When reports of vaping-related lung injury were emerging across North America, and the first Canadian case was reported in London, Ontario, Parraga and her colleagues were struck by the severity of disease that was being seen in young previously healthy people.

A lung imaging scientist who focuses her research on finding a cure for asthma and COPD, she pivoted her team’s research to begin investigating exactly what was going on inside the lungs of vapers.

“From a societal point of view, vaping has been pitched to these young people as a safer alternative to cigarette smoking, but as the imaging shows, we can see that vaping is not safe,” said Parraga.

Using a specialized MRI method in her lab at Robarts Research Institute and using an inert gas that research participants inhale into their lungs, it is easy to see where the gas goes in the lungs, and more importantly, where it doesn’t go when it is blocked by destroyed airways and tissue.

The technique, also allows the team to measure the integrity of the tiny airsacs in the lungs, as well as the tissue lining the airsacs where oxygen and carbon dioxide are normally exchanged.

“Our early results in vapers are driving our research in a new direction because we really want to understand what this means for children and teenagers over the long term,” she said. “Because our techniques are so sensitive, we are revealing abnormalities that can’t be detected using CT or pulmonary function tests.”

Parraga says the lungs are overengineered for everyday life - designed for intense exercise from the prehistoric days of hunting and avoiding predators. Because of this, symptoms don’t present during day-to-day activities until the damage is quite severe.

She says because this same technology wasn’t around in the early days of smoking, they weren’t able to glean this kind of information about the damage until it
was too late.

“Research provides hope to find the truth. We have sensitive tools and young vapers who are concerned about their health, so this is an extremely hopeful story,” she said. “It is going to help us more deeply understand what’s actually going on.”

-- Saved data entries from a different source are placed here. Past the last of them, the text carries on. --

//! 프레임 영역 샘플러.
//!
//! ROI를 고정 분석 해상도로 다운샘플링한 뒤 BT.601 휘도 버퍼로 변환한다.
//! 분석 해상도를 고정하면 이후 픽셀 단위 패스 비용이 소스 해상도와
//! 무관하게 작은 상수로 묶인다.

use fast_image_resize::{images::Image as FirImage, ResizeAlg, ResizeOptions, Resizer};
use image::{DynamicImage, GenericImageView};
use pagesnap_core::error::CoreError;
use pagesnap_core::models::frame::PixelRegion;
use tracing::debug;

/// 단일 채널(휘도) 분석 버퍼
#[derive(Debug, Clone, PartialEq, Eq)]
pub struct LumaBuffer {
    width: u32,
    height: u32,
    data: Vec<u8>,
}

impl LumaBuffer {
    /// 원시 샘플에서 버퍼 생성. 길이가 `width * height`와 다르면 `None`.
    pub fn from_raw(width: u32, height: u32, data: Vec<u8>) -> Option<Self> {
        if data.len() != (width as usize) * (height as usize) {
            return None;
        }
        Some(Self {
            width,
            height,
            data,
        })
    }

    pub fn width(&self) -> u32 {
        self.width
    }

    pub fn height(&self) -> u32 {
        self.height
    }

    /// 휘도 샘플 슬라이스 (행 우선)
    pub fn samples(&self) -> &[u8] {
        &self.data
    }

    /// (x, y) 샘플 값. 경계 검증은 호출자 책임 (분석 루프는 치수를 안다).
    #[inline]
    pub fn at(&self, x: u32, y: u32) -> u8 {
        self.data[(y as usize) * (self.width as usize) + (x as usize)]
    }

    /// 두 버퍼가 같은 치수인지
    pub fn same_dimensions(&self, other: &LumaBuffer) -> bool {
        self.width == other.width && self.height == other.height
    }
}

/// ROI를 `target_width` 폭의 휘도 버퍼로 샘플링
///
/// 높이는 `max(1, round(h · W / w))`로 영역 비율을 보존한다. 리샘플링은
/// bilinear convolution, 휘도 변환은 BT.601 (`0.299R + 0.587G + 0.114B`,
/// u8로 절사).
pub fn sample_region(
    frame: &DynamicImage,
    region: &PixelRegion,
    target_width: u32,
) -> Result<LumaBuffer, CoreError> {
    let (frame_w, frame_h) = frame.dimensions();
    if !region.fits_within(frame_w, frame_h) {
        return Err(CoreError::Internal(format!(
            "영역이 프레임 경계를 벗어남: {:?} in {}x{}",
            region, frame_w, frame_h
        )));
    }
    if target_width == 0 {
        return Err(CoreError::Internal("분석 버퍼 너비 0".to_string()));
    }

    let target_height = ((f64::from(region.h) * f64::from(target_width) / f64::from(region.w))
        .round() as u32)
        .max(1);

    let crop = frame
        .crop_imm(region.x, region.y, region.w, region.h)
        .to_rgba8();

    // 동일 크기면 리사이저 생략 (결정성 + 비용 절약)
    let resized: Vec<u8> = if region.w == target_width && region.h == target_height {
        crop.into_raw()
    } else {
        let src_image = FirImage::from_vec_u8(
            region.w,
            region.h,
            crop.into_raw(),
            fast_image_resize::PixelType::U8x4,
        )
        .map_err(|e| CoreError::Internal(format!("소스 이미지 생성 실패: {e}")))?;

        let mut dst_image = FirImage::new(
            target_width,
            target_height,
            fast_image_resize::PixelType::U8x4,
        );

        let mut resizer = Resizer::new();
        let options = ResizeOptions::new().resize_alg(ResizeAlg::Convolution(
            fast_image_resize::FilterType::Bilinear,
        ));

        resizer
            .resize(&src_image, &mut dst_image, &options)
            .map_err(|e| CoreError::Internal(format!("리사이즈 실패: {e}")))?;

        dst_image.into_vec()
    };

    // BT.601 휘도 변환, u8 절사
    let mut luma = Vec::with_capacity((target_width as usize) * (target_height as usize));
    for px in resized.chunks_exact(4) {
        let y = 0.299 * f64::from(px[0]) + 0.587 * f64::from(px[1]) + 0.114 * f64::from(px[2]);
        luma.push(y as u8);
    }

    debug!(
        "영역 샘플링: {:?} → {}x{} 휘도 버퍼",
        region, target_width, target_height
    );

    LumaBuffer::from_raw(target_width, target_height, luma)
        .ok_or_else(|| CoreError::Internal("휘도 버퍼 생성 실패".to_string()))
}
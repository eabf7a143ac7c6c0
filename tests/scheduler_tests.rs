//! Reconcile-loop tests over a fixture snapshot.
//!
//! These drive the scheduler's synchronous reconcile pass directly with a
//! fixed clock and seeded rng, the same way the loop runs it under the
//! job-store write lock.

use fleet_benchmarker::calibration::ChallengeCalibrator;
use fleet_benchmarker::config::{JobConfig, MasterConfig};
use fleet_benchmarker::difficulty::DifficultySelector;
use fleet_benchmarker::error::ScheduleError;
use fleet_benchmarker::model::{
    Algorithm, AlgorithmDetails, Benchmark, BenchmarkDetails, BenchmarkSettings, Block,
    BlockConfig, BlockDetails, Challenge, ChallengeBlockData, ChallengeDetails, DifficultyConfig,
    DifficultyParameter, NameIndex, SolutionData, Snapshot, Wasm, WasmDetails,
};
use fleet_benchmarker::scheduler::reconcile;
use fleet_benchmarker::state::JobStore;
use rand::rngs::StdRng;
use rand::SeedableRng;
use std::collections::HashMap;

const NOW: u64 = 1_700_000_000_000;

// ============================================================================
// FIXTURES
// ============================================================================

/// Snapshot with two challenges, one algorithm each, and the given
/// per-challenge benchmark solution counts.
fn fixture_snapshot(benchmark_solutions: &[(&str, u64)]) -> Snapshot {
    let challenges: HashMap<String, Challenge> = [
        ("c001", "satisfiability", vec![[50, 300], [55, 310], [60, 320]]),
        ("c002", "vehicle_routing", vec![[40, 0], [45, 5]]),
    ]
    .into_iter()
    .map(|(id, name, qualifiers)| {
        (
            id.to_string(),
            Challenge {
                id: id.to_string(),
                details: ChallengeDetails {
                    name: name.to_string(),
                },
                block_data: Some(ChallengeBlockData {
                    solution_signature_threshold: 5_000,
                    qualifier_difficulties: qualifiers,
                }),
            },
        )
    })
    .collect();

    let algorithms: HashMap<String, Algorithm> = [
        ("c001_a001", "sprint_sat", "c001"),
        ("c002_a001", "clarke_wright", "c002"),
    ]
    .into_iter()
    .map(|(id, name, challenge_id)| {
        (
            id.to_string(),
            Algorithm {
                id: id.to_string(),
                details: AlgorithmDetails {
                    name: name.to_string(),
                    challenge_id: challenge_id.to_string(),
                },
            },
        )
    })
    .collect();

    let wasms: HashMap<String, Wasm> = algorithms
        .keys()
        .map(|id| {
            (
                id.clone(),
                Wasm {
                    algorithm_id: id.clone(),
                    details: WasmDetails {
                        download_url: Some(format!("https://wasms.example.net/{id}.wasm")),
                    },
                },
            )
        })
        .collect();

    let benchmarks: HashMap<String, Benchmark> = benchmark_solutions
        .iter()
        .enumerate()
        .map(|(i, (challenge_id, num_solutions))| {
            let id = format!("bench_{i}");
            (
                id.clone(),
                Benchmark {
                    id,
                    settings: BenchmarkSettings {
                        algorithm_id: format!("{challenge_id}_a001"),
                        challenge_id: challenge_id.to_string(),
                        difficulty: [50, 300],
                        player_id: "0xplayer".to_string(),
                        block_id: "block_1".to_string(),
                    },
                    details: BenchmarkDetails {
                        num_solutions: *num_solutions,
                    },
                },
            )
        })
        .collect();

    let names = NameIndex::build(&challenges, &algorithms);
    Snapshot {
        block: Block {
            id: "block_1".to_string(),
            details: BlockDetails {
                height: 100,
                round: 10,
            },
            config: BlockConfig {
                difficulty: DifficultyConfig {
                    parameters: challenges
                        .keys()
                        .map(|id| {
                            (
                                id.clone(),
                                vec![
                                    DifficultyParameter {
                                        name: "p0".to_string(),
                                        min_value: 40,
                                        max_value: 100,
                                    },
                                    DifficultyParameter {
                                        name: "p1".to_string(),
                                        min_value: 0,
                                        max_value: 400,
                                    },
                                ],
                            )
                        })
                        .collect(),
                },
                wasm_vm: serde_json::json!({"max_fuel": 1_000_000}),
            },
        },
        challenges,
        algorithms,
        wasms,
        player: None,
        benchmarks,
        proofs: HashMap::new(),
        frauds: HashMap::new(),
        names,
    }
}

fn pair(challenge: &str, algorithm: &str, num_jobs: u32) -> JobConfig {
    JobConfig {
        challenge: challenge.to_string(),
        algorithm: algorithm.to_string(),
        num_jobs,
        weight: 3,
        benchmark_duration_ms: 15_000,
        wait_duration_ms: 5_000,
        num_jobs_factor: 2.0,
        duration_factor: 1.5,
    }
}

fn fixture_config(auto_calibrate: bool, jobs: Vec<JobConfig>) -> MasterConfig {
    let mut config = MasterConfig {
        api_url: "https://api.example.net".to_string(),
        player_id: "0xplayer".to_string(),
        dispatch: Default::default(),
        scheduler: Default::default(),
        fetcher: Default::default(),
        jobs,
    };
    config.scheduler.auto_calibrate_challenges = auto_calibrate;
    config.scheduler.difficulty_optimization = false;
    config
}

struct Harness {
    calibrator: ChallengeCalibrator,
    selector: DifficultySelector,
    rng: StdRng,
}

impl Harness {
    fn new() -> Self {
        Self {
            calibrator: ChallengeCalibrator::new(),
            selector: DifficultySelector::new(false, 600_000, NOW),
            rng: StdRng::seed_from_u64(7),
        }
    }

    fn reconcile(
        &mut self,
        config: &MasterConfig,
        snapshot: &Snapshot,
        store: &mut JobStore,
        now: u64,
    ) -> Result<fleet_benchmarker::scheduler::ReconcileOutcome, ScheduleError> {
        reconcile(
            config,
            snapshot,
            store,
            &mut self.calibrator,
            &mut self.selector,
            now,
            &mut self.rng,
        )
    }
}

// ============================================================================
// TESTS
// ============================================================================

#[test]
fn fills_configured_targets_and_stops() {
    let snapshot = fixture_snapshot(&[]);
    let config = fixture_config(
        false,
        vec![
            pair("satisfiability", "sprint_sat", 2),
            pair("vehicle_routing", "clarke_wright", 1),
        ],
    );
    let mut store = JobStore::default();
    let mut harness = Harness::new();

    let outcome = harness.reconcile(&config, &snapshot, &mut store, NOW).unwrap();
    assert_eq!(outcome.created, 3);
    assert_eq!(store.available.len(), 3);

    // Every created job is fully populated from the snapshot.
    let sat_jobs: Vec<_> = store
        .available
        .values()
        .filter(|job| job.settings.challenge_id == "c001")
        .collect();
    assert_eq!(sat_jobs.len(), 2);
    for job in sat_jobs {
        assert_eq!(job.settings.algorithm_id, "c001_a001");
        assert_eq!(job.settings.block_id, "block_1");
        assert_eq!(job.settings.player_id, "0xplayer");
        assert_eq!(job.solution_signature_threshold, 5_000);
        assert_eq!(job.weight, 3, "configured weight without auto-calibration");
        assert_eq!(
            job.download_url,
            "https://wasms.example.net/c001_a001.wasm"
        );
        assert_eq!(job.wasm_vm_config["max_fuel"], 1_000_000);
        assert_eq!(job.timestamps.start, NOW);
        assert_eq!(job.timestamps.end, NOW + 15_000);
        assert_eq!(job.timestamps.submit, NOW + 20_000);
        assert!(job.solutions_data.is_empty());
        let challenge = &snapshot.challenges["c001"];
        assert!(challenge
            .block_data
            .as_ref()
            .unwrap()
            .qualifier_difficulties
            .contains(&job.settings.difficulty));
    }

    // Already at target: the next pass creates nothing.
    let outcome = harness
        .reconcile(&config, &snapshot, &mut store, NOW + 1_000)
        .unwrap();
    assert_eq!(outcome.created, 0);
    assert_eq!(store.available.len(), 3);
}

#[test]
fn expired_jobs_hand_off_and_get_replaced() {
    let snapshot = fixture_snapshot(&[]);
    let config = fixture_config(false, vec![pair("satisfiability", "sprint_sat", 2)]);
    let mut store = JobStore::default();
    let mut harness = Harness::new();

    harness.reconcile(&config, &snapshot, &mut store, NOW).unwrap();
    let first_ids: Vec<String> = store.available.keys().cloned().collect();

    // A worker got some solutions in before the window closed.
    let some_id = first_ids[0].clone();
    store
        .available
        .get_mut(&some_id)
        .unwrap()
        .solutions_data
        .insert(
            1,
            SolutionData {
                nonce: 1,
                runtime_signature: 11,
                fuel_consumed: 12,
                solution: serde_json::json!({}),
            },
        );

    // Past the run window: both jobs expire and both get replaced.
    let later = NOW + 15_000;
    let outcome = harness
        .reconcile(&config, &snapshot, &mut store, later)
        .unwrap();
    assert_eq!(outcome.expired, 2);
    assert_eq!(outcome.created, 2);

    for id in &first_ids {
        assert!(!store.available.contains_key(id), "expired id left available");
        assert!(store.pending_benchmark.contains_key(id));
    }
    assert_eq!(
        store.pending_benchmark[&some_id].solutions_data.len(),
        1,
        "solutions survive the transition"
    );

    // Replacements are fresh ids with the later window.
    for job in store.available.values() {
        assert!(!first_ids.contains(&job.benchmark_id));
        assert_eq!(job.timestamps.start, later);
    }
}

#[test]
fn unknown_algorithm_fails_the_whole_iteration() {
    let snapshot = fixture_snapshot(&[]);
    // A healthy pair first, then a misconfigured one: nothing may be created.
    let config = fixture_config(
        false,
        vec![
            pair("satisfiability", "sprint_sat", 2),
            pair("vehicle_routing", "no_such_algorithm", 1),
        ],
    );
    let mut store = JobStore::default();
    let mut harness = Harness::new();

    let err = harness
        .reconcile(&config, &snapshot, &mut store, NOW)
        .unwrap_err();
    assert!(matches!(err, ScheduleError::UnknownAlgorithm { .. }));
    assert!(
        store.available.is_empty(),
        "a failed iteration must not partially create jobs"
    );
}

#[test]
fn unknown_challenge_fails_the_whole_iteration() {
    let snapshot = fixture_snapshot(&[]);
    let config = fixture_config(false, vec![pair("no_such_challenge", "sprint_sat", 1)]);
    let mut store = JobStore::default();
    let mut harness = Harness::new();

    let err = harness
        .reconcile(&config, &snapshot, &mut store, NOW)
        .unwrap_err();
    assert!(matches!(err, ScheduleError::UnknownChallenge(_)));
}

#[test]
fn missing_download_url_fails_the_whole_iteration() {
    let mut snapshot = fixture_snapshot(&[]);
    snapshot.wasms.get_mut("c001_a001").unwrap().details.download_url = None;
    let config = fixture_config(false, vec![pair("satisfiability", "sprint_sat", 1)]);
    let mut store = JobStore::default();
    let mut harness = Harness::new();

    let err = harness
        .reconcile(&config, &snapshot, &mut store, NOW)
        .unwrap_err();
    assert!(matches!(err, ScheduleError::MissingDownloadUrl(_)));
    assert!(store.available.is_empty());
}

#[test]
fn ids_stay_unique_for_identical_jobs_in_one_tick() {
    let mut snapshot = fixture_snapshot(&[]);
    // Exactly one qualifying difficulty: all three jobs share (pair,
    // difficulty, timestamp) and must still get distinct ids.
    snapshot
        .challenges
        .get_mut("c001")
        .unwrap()
        .block_data
        .as_mut()
        .unwrap()
        .qualifier_difficulties = vec![[50, 300]];
    let config = fixture_config(false, vec![pair("satisfiability", "sprint_sat", 3)]);
    let mut store = JobStore::default();
    let mut harness = Harness::new();

    let outcome = harness.reconcile(&config, &snapshot, &mut store, NOW).unwrap();
    assert_eq!(outcome.created, 3);
    assert_eq!(store.available.len(), 3, "identical jobs collapsed into one id");
}

#[test]
fn scaling_applies_only_to_the_max_weight_challenge() {
    // c002 dominates (90 of 100), so it is suppressed to weight 0 and c001
    // becomes the max-weight challenge with weight 8.
    let snapshot = fixture_snapshot(&[("c001", 10), ("c002", 90)]);
    let config = fixture_config(
        true,
        vec![
            pair("satisfiability", "sprint_sat", 2),
            pair("vehicle_routing", "clarke_wright", 2),
        ],
    );
    let mut store = JobStore::default();
    let mut harness = Harness::new();

    harness.reconcile(&config, &snapshot, &mut store, NOW).unwrap();

    let sat_jobs: Vec<_> = store
        .available
        .values()
        .filter(|job| job.settings.challenge_id == "c001")
        .collect();
    let routing_jobs: Vec<_> = store
        .available
        .values()
        .filter(|job| job.settings.challenge_id == "c002")
        .collect();

    // Max-weight pair: count and duration scaled by the configured factors.
    assert_eq!(sat_jobs.len(), 4, "num_jobs 2 x factor 2.0");
    for job in &sat_jobs {
        assert_eq!(job.weight, 8, "calibration weight overrides configured");
        assert_eq!(job.timestamps.end - job.timestamps.start, 22_500);
    }

    // Same configuration on the other challenge: base values.
    assert_eq!(routing_jobs.len(), 2);
    for job in &routing_jobs {
        assert_eq!(job.weight, 0, "suppressed dominant challenge");
        assert_eq!(job.timestamps.end - job.timestamps.start, 15_000);
    }
}

#[test]
fn no_observed_solutions_schedules_at_base_with_zero_weights() {
    let snapshot = fixture_snapshot(&[]);
    let config = fixture_config(true, vec![pair("satisfiability", "sprint_sat", 2)]);
    let mut store = JobStore::default();
    let mut harness = Harness::new();

    harness.reconcile(&config, &snapshot, &mut store, NOW).unwrap();

    assert_eq!(store.available.len(), 2, "base target without a max-weight challenge");
    for job in store.available.values() {
        assert_eq!(job.weight, 0, "no benchmarks yet means zero weights");
        assert_eq!(job.timestamps.end - job.timestamps.start, 15_000);
    }
}
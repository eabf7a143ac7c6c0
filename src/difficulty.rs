//! Difficulty Sampling & Selection
//!
//! Two pieces live here:
//! - [`DifficultySampler`]: the per-challenge model fed by worker
//!   submissions. It tracks, per qualifying difficulty point, how many
//!   submission calls and solutions were observed. It is rebuilt when new
//!   block data lands for its challenge and mutated incrementally on every
//!   submission. Selection does not read it yet; its read surface exists for
//!   inspection and tests.
//! - [`DifficultySelector`]: the policy that picks the difficulty for each
//!   new job — either a uniform draw over the qualifying set, or (in
//!   optimization mode) a draw concentrated on the interquartile band of the
//!   per-point ratios, periodically re-anchored by a draw from the full set.

use crate::error::ScheduleError;
use crate::model::Difficulty;
use rand::seq::SliceRandom;
use rand::Rng;
use std::collections::HashMap;

// ============================================================================
// SAMPLER
// ============================================================================

/// Observed outcomes for one difficulty point.
#[derive(Debug, Clone, Copy, Default, PartialEq, Eq)]
pub struct PointStats {
    /// Number of submission calls that landed on this point.
    pub num_submissions: u64,
    /// Total solutions reported across those calls.
    pub num_solutions: u64,
}

/// Per-challenge adaptive model of solution yield across difficulty points.
#[derive(Debug, Clone, Default)]
pub struct DifficultySampler {
    min_difficulty: Vec<i32>,
    stats: HashMap<Difficulty, PointStats>,
}

impl DifficultySampler {
    pub fn new() -> Self {
        Self::default()
    }

    /// Refit the model to a new block: adopt the new minimum-difficulty
    /// vector and qualifying set. Counters for points that still qualify are
    /// kept; points that dropped out of the set are forgotten.
    pub fn update_with_block_data(
        &mut self,
        min_difficulty: Vec<i32>,
        qualifier_difficulties: &[Difficulty],
    ) {
        let mut next = HashMap::with_capacity(qualifier_difficulties.len());
        for &difficulty in qualifier_difficulties {
            let carried = self.stats.get(&difficulty).copied().unwrap_or_default();
            next.insert(difficulty, carried);
        }
        self.stats = next;
        self.min_difficulty = min_difficulty;
    }

    /// Record one submission call: `num_solutions` solutions arrived for
    /// `difficulty` in this call (not a cumulative total).
    pub fn update_with_solutions(&mut self, difficulty: Difficulty, num_solutions: u64) {
        let stats = self.stats.entry(difficulty).or_default();
        stats.num_submissions += 1;
        stats.num_solutions += num_solutions;
    }

    pub fn min_difficulty(&self) -> &[i32] {
        &self.min_difficulty
    }

    pub fn stats(&self, difficulty: Difficulty) -> Option<PointStats> {
        self.stats.get(&difficulty).copied()
    }

    /// Mean solutions per submission call at a point, if it has been sampled.
    pub fn solution_rate(&self, difficulty: Difficulty) -> Option<f64> {
        self.stats
            .get(&difficulty)
            .filter(|stats| stats.num_submissions > 0)
            .map(|stats| stats.num_solutions as f64 / stats.num_submissions as f64)
    }
}

// ============================================================================
// SELECTION POLICY
// ============================================================================

/// Difficulty-selection policy for new jobs.
///
/// The last-regular-draw timestamp is process-wide (shared across all
/// challenges) and owned here rather than in module state, so independent
/// schedulers do not interfere.
#[derive(Debug)]
pub struct DifficultySelector {
    optimization_enabled: bool,
    regular_draw_period_ms: u64,
    last_regular_draw_ms: u64,
}

impl DifficultySelector {
    pub fn new(optimization_enabled: bool, regular_draw_period_ms: u64, now_ms: u64) -> Self {
        Self {
            optimization_enabled,
            regular_draw_period_ms,
            last_regular_draw_ms: now_ms,
        }
    }

    /// Pick a difficulty for one new job on `challenge_id`.
    ///
    /// Optimization mode draws from the interquartile band of the per-point
    /// ratios; every `regular_draw_period_ms` it re-anchors with one draw
    /// from the full qualifying set. An empty band (possible with very few
    /// distinct ratios) is an error that fails the scheduling iteration.
    pub fn select<R: Rng>(
        &mut self,
        challenge_id: &str,
        qualifier_difficulties: &[Difficulty],
        now_ms: u64,
        rng: &mut R,
    ) -> Result<Difficulty, ScheduleError> {
        if qualifier_difficulties.is_empty() {
            return Err(ScheduleError::NoQualifiers(challenge_id.to_string()));
        }

        if !self.optimization_enabled {
            return uniform_draw(challenge_id, qualifier_difficulties, rng);
        }

        if now_ms.saturating_sub(self.last_regular_draw_ms) >= self.regular_draw_period_ms {
            self.last_regular_draw_ms = now_ms;
            return uniform_draw(challenge_id, qualifier_difficulties, rng);
        }

        let ratios: Vec<f64> = qualifier_difficulties
            .iter()
            .map(difficulty_ratio)
            .collect();
        let mut sorted = ratios.clone();
        sorted.sort_unstable_by(f64::total_cmp);
        let q1 = percentile(&sorted, 25.0);
        let q3 = percentile(&sorted, 75.0);

        let band: Vec<Difficulty> = qualifier_difficulties
            .iter()
            .zip(&ratios)
            .filter(|(_, &ratio)| q1 <= ratio && ratio <= q3)
            .map(|(&difficulty, _)| difficulty)
            .collect();

        band.choose(rng)
            .copied()
            .ok_or_else(|| ScheduleError::EmptyDifficultyBand(challenge_id.to_string()))
    }
}

fn uniform_draw<R: Rng>(
    challenge_id: &str,
    qualifier_difficulties: &[Difficulty],
    rng: &mut R,
) -> Result<Difficulty, ScheduleError> {
    qualifier_difficulties
        .choose(rng)
        .copied()
        .ok_or_else(|| ScheduleError::NoQualifiers(challenge_id.to_string()))
}

/// Ratio of the two difficulty components; a zero denominator counts as
/// infinitely skewed rather than an error.
fn difficulty_ratio(difficulty: &Difficulty) -> f64 {
    if difficulty[1] == 0 {
        f64::INFINITY
    } else {
        difficulty[0] as f64 / difficulty[1] as f64
    }
}

/// Percentile with linear interpolation between closest ranks, over an
/// already sorted slice.
fn percentile(sorted: &[f64], p: f64) -> f64 {
    if sorted.len() == 1 {
        return sorted[0];
    }
    let pos = p / 100.0 * (sorted.len() - 1) as f64;
    let lower = pos.floor() as usize;
    let upper = pos.ceil() as usize;
    // Interpolating between equal (possibly infinite) bounds must not NaN.
    if lower == upper || sorted[lower] == sorted[upper] {
        return sorted[lower];
    }
    sorted[lower] + (sorted[upper] - sorted[lower]) * (pos - lower as f64)
}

Canada’s First Published Case of Vaping Related Lung Injury

Late in 2019, a London, Ontario team published details on Canada’s first case of suspected vaping-related lung injury and described a new type of injury from vaping products similar to ‘popcorn lung’. ‘Popcorn lung,’ is a condition seen in microwave popcorn factory workers exposed to the chemical diacetyl, and causes the small airways in the lungs become inflamed and damaged. The team from Lawson Health Research Institute and University Health Network (UHN) included Schulich Medicine & Dentistry Associate Professor Dr. Karen Bosma and Medical Fellow Dr. Simon Landman. “Given the patient’s vaping activity and the absence of other causes, we suspect his lungs became damaged from vaping compounds,” said Dr. Bosma. “We want the medical community to be aware that vaping-related lung injury may present in many different ways, and to report any cases to Health Canada for further investigation,” said Dr. Landman. “We are urging patients and their families to take vapingrelated lung injury seriously, and recognize that vaping may cause both short- and long-term injury to the lungs.”